◆ DIRECTIONS FOR THIS TASK:
Each line in the records below that has the word "write" should be copied.

==== DATA SUPPLIED

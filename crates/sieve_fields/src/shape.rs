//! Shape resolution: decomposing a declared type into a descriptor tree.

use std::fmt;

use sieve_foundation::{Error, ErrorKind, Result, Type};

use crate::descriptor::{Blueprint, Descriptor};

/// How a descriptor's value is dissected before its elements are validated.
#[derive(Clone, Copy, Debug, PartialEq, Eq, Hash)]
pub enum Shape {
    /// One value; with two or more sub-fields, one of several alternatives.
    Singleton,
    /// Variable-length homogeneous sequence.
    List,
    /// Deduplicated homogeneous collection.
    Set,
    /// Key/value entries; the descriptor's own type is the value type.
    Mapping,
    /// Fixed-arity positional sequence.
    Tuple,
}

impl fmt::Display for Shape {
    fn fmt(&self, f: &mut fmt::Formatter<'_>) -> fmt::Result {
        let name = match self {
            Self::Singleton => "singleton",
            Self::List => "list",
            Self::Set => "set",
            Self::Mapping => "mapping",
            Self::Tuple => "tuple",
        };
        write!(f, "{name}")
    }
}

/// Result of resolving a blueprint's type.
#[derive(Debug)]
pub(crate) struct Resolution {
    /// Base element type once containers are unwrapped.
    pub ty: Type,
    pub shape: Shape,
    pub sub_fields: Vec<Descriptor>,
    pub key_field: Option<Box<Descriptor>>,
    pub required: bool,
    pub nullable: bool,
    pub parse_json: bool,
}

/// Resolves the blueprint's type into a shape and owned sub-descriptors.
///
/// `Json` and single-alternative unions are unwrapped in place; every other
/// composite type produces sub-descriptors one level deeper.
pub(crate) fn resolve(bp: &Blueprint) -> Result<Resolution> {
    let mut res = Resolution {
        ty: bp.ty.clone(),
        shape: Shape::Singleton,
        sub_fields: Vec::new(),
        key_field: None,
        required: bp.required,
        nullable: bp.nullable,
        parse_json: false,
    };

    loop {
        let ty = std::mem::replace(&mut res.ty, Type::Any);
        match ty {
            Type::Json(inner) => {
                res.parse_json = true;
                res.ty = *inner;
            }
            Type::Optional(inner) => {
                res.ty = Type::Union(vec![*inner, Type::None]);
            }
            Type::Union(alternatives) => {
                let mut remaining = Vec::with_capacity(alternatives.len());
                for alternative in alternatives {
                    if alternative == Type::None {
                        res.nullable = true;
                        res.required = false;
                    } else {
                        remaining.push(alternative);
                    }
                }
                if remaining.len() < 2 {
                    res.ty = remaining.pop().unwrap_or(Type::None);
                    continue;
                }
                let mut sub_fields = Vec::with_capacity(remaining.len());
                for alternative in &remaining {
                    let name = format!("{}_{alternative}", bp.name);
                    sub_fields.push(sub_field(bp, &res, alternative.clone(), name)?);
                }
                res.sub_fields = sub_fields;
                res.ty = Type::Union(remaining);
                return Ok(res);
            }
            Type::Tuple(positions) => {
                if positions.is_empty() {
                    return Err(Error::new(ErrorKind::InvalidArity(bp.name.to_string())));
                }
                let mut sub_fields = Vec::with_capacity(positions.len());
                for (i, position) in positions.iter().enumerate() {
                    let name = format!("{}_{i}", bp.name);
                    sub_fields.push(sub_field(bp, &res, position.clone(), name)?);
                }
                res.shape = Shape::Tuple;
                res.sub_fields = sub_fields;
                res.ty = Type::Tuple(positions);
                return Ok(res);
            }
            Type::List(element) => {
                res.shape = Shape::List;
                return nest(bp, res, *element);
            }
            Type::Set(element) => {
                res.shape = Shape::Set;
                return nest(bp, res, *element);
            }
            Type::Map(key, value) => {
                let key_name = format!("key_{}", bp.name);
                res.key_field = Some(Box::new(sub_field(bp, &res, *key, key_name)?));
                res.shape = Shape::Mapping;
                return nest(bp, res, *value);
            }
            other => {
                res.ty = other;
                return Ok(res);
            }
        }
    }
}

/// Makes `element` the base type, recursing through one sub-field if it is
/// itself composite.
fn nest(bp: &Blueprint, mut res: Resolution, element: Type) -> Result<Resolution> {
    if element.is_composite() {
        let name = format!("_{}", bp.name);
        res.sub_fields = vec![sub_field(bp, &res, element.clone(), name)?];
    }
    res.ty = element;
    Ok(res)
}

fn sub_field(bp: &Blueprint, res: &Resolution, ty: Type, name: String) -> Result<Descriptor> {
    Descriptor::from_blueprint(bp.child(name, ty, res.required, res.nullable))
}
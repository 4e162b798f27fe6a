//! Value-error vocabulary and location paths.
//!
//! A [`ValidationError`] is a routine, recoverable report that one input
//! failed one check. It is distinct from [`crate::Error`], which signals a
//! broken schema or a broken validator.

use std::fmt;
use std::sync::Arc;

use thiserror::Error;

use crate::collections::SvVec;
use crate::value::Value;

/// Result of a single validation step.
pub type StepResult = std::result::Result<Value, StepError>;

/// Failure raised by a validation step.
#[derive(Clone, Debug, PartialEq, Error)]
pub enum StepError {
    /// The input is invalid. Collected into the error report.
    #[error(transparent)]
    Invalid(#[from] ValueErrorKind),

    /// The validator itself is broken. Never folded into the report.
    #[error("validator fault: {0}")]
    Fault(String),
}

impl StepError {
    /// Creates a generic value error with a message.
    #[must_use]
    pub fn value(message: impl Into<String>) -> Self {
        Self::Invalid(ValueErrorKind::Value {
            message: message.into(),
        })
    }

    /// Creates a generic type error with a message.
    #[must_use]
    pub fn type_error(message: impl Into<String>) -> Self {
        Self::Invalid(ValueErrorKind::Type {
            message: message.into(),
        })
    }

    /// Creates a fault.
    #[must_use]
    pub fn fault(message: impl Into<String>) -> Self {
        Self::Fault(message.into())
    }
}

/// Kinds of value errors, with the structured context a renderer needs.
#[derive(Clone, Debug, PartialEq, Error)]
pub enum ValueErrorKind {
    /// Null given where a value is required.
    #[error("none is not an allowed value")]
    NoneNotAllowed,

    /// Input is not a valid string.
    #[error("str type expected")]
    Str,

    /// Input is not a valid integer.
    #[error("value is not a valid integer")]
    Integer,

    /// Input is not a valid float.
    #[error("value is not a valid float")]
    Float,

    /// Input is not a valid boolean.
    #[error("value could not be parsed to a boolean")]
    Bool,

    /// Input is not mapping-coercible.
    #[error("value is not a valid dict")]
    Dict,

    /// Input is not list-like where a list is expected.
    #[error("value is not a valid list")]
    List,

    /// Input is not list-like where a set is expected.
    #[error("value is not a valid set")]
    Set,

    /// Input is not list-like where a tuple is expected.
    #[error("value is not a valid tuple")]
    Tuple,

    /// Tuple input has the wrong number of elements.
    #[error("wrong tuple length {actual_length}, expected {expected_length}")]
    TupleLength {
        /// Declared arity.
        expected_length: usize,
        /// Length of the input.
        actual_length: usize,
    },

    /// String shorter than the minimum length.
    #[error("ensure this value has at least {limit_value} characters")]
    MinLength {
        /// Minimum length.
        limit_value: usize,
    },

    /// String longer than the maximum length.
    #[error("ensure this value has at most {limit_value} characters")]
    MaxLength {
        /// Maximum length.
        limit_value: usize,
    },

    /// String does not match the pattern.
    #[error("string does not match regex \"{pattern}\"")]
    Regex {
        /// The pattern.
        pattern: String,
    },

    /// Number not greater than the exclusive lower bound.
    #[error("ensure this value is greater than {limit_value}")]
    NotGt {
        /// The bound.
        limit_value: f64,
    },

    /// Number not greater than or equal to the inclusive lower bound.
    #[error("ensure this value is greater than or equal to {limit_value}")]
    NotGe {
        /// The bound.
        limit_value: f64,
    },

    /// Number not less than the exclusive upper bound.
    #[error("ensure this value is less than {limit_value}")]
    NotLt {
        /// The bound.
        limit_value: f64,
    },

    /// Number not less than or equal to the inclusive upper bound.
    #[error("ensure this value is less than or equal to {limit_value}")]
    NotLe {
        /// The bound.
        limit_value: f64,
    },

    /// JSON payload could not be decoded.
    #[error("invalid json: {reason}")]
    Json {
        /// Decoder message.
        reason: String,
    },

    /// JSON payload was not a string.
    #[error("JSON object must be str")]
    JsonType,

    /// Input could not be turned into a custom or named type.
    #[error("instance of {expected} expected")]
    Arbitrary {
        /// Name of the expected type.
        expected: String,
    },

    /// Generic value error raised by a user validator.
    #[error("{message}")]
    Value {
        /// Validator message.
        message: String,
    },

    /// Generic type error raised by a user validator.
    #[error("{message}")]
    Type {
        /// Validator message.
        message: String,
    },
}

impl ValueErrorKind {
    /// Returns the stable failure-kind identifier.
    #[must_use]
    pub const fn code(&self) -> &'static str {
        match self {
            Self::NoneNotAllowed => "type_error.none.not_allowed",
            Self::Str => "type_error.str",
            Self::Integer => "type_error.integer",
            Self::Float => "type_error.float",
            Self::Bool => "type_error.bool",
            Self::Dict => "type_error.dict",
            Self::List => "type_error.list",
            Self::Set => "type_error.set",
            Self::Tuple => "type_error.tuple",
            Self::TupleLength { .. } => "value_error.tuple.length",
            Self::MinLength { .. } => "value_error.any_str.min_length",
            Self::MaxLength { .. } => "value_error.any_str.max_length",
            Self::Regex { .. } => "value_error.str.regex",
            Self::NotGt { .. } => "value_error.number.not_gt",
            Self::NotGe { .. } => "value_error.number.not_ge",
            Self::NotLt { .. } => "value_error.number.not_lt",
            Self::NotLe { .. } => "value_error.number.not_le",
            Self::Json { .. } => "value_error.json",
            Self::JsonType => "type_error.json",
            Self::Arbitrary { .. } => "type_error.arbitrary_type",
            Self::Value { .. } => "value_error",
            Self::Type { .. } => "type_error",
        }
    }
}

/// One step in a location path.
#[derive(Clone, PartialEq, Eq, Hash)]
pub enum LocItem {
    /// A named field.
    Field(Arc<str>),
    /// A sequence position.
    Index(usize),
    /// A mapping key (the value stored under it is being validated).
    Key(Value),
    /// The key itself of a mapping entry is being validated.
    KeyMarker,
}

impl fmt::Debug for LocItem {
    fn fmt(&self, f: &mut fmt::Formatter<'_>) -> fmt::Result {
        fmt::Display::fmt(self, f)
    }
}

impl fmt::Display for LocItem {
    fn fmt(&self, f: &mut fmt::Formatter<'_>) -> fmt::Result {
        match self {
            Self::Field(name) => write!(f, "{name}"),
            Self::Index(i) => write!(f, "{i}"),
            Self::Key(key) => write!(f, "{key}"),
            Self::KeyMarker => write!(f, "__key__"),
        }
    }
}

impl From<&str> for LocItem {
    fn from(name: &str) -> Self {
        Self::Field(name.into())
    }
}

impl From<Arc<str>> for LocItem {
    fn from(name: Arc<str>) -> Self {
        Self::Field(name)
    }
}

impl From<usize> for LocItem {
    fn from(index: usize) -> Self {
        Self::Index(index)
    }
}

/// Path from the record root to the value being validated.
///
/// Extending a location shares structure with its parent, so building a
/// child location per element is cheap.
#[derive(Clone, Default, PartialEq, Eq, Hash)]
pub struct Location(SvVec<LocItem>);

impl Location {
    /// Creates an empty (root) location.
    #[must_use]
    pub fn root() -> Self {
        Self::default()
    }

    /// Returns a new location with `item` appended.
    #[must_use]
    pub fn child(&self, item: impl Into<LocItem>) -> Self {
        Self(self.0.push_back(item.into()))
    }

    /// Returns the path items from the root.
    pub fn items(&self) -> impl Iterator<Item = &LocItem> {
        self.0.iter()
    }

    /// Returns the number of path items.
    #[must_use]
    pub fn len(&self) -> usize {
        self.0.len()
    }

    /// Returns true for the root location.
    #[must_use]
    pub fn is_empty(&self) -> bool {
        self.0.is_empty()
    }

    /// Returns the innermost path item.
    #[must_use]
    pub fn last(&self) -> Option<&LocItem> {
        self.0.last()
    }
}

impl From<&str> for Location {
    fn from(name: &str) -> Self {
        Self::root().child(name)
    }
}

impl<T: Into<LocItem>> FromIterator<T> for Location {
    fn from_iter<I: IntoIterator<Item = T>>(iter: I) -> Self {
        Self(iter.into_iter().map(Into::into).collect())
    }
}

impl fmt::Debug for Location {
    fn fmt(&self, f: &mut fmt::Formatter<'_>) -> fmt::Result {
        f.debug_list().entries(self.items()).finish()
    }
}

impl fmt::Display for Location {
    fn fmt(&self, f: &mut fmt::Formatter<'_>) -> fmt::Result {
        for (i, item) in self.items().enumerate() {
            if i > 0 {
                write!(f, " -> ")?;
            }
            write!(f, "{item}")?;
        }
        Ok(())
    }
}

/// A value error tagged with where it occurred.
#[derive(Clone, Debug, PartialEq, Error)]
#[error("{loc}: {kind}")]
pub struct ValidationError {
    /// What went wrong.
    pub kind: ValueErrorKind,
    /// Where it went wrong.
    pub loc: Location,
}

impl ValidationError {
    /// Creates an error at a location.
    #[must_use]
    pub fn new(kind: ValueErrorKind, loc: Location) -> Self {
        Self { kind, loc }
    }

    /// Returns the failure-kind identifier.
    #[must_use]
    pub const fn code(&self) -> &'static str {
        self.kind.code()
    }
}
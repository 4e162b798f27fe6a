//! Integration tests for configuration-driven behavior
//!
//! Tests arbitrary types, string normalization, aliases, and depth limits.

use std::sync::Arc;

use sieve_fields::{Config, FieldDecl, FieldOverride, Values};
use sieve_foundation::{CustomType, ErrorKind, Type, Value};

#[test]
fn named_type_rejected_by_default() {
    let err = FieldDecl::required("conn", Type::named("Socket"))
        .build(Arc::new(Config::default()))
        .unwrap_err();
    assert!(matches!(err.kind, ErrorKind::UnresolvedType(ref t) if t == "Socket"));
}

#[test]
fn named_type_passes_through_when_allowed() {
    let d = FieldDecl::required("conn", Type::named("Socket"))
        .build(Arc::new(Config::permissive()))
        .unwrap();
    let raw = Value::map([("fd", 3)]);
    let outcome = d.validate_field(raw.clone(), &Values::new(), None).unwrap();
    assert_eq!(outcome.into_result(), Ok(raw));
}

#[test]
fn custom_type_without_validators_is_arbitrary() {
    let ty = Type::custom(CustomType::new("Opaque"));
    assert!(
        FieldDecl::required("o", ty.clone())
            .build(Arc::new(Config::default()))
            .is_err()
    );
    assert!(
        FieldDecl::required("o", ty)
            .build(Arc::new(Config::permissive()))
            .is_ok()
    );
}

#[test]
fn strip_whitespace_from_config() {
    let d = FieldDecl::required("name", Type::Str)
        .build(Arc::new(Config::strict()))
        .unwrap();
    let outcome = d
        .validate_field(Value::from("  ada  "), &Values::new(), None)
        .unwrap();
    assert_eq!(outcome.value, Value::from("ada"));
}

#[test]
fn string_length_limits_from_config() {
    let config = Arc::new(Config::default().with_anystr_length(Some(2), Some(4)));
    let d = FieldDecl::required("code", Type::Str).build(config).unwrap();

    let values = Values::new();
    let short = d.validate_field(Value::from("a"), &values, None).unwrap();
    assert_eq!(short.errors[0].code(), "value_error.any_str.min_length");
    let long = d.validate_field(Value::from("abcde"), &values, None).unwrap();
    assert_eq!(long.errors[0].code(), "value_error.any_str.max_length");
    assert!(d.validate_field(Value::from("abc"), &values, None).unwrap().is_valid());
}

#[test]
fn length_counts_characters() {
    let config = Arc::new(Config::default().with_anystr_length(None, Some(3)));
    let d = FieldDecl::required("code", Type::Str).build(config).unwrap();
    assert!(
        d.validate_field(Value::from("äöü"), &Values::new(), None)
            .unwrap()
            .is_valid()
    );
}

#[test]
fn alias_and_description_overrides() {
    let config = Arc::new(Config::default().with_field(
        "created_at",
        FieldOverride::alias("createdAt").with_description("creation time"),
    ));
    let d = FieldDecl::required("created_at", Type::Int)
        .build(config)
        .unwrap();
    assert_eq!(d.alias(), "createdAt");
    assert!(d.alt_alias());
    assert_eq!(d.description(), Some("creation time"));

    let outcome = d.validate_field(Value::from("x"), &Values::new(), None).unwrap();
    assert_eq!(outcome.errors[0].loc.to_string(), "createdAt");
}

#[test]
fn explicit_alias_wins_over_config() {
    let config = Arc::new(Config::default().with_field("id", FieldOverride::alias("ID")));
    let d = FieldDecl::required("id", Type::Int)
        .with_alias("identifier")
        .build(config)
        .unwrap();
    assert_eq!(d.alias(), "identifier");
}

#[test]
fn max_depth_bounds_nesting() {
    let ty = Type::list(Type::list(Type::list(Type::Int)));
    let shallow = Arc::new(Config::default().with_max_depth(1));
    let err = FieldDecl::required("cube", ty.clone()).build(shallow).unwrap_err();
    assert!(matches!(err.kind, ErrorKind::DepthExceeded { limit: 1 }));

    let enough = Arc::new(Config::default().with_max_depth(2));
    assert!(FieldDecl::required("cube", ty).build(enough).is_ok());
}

========

◆ TASK ANSWER:
        write!(f, "{name}")
            Self::Field(name) => write!(f, "{name}"),
            Self::Index(i) => write!(f, "{i}"),
            Self::Key(key) => write!(f, "{key}"),
            Self::KeyMarker => write!(f, "__key__"),
                write!(f, " -> ")?;
            write!(f, "{item}")?;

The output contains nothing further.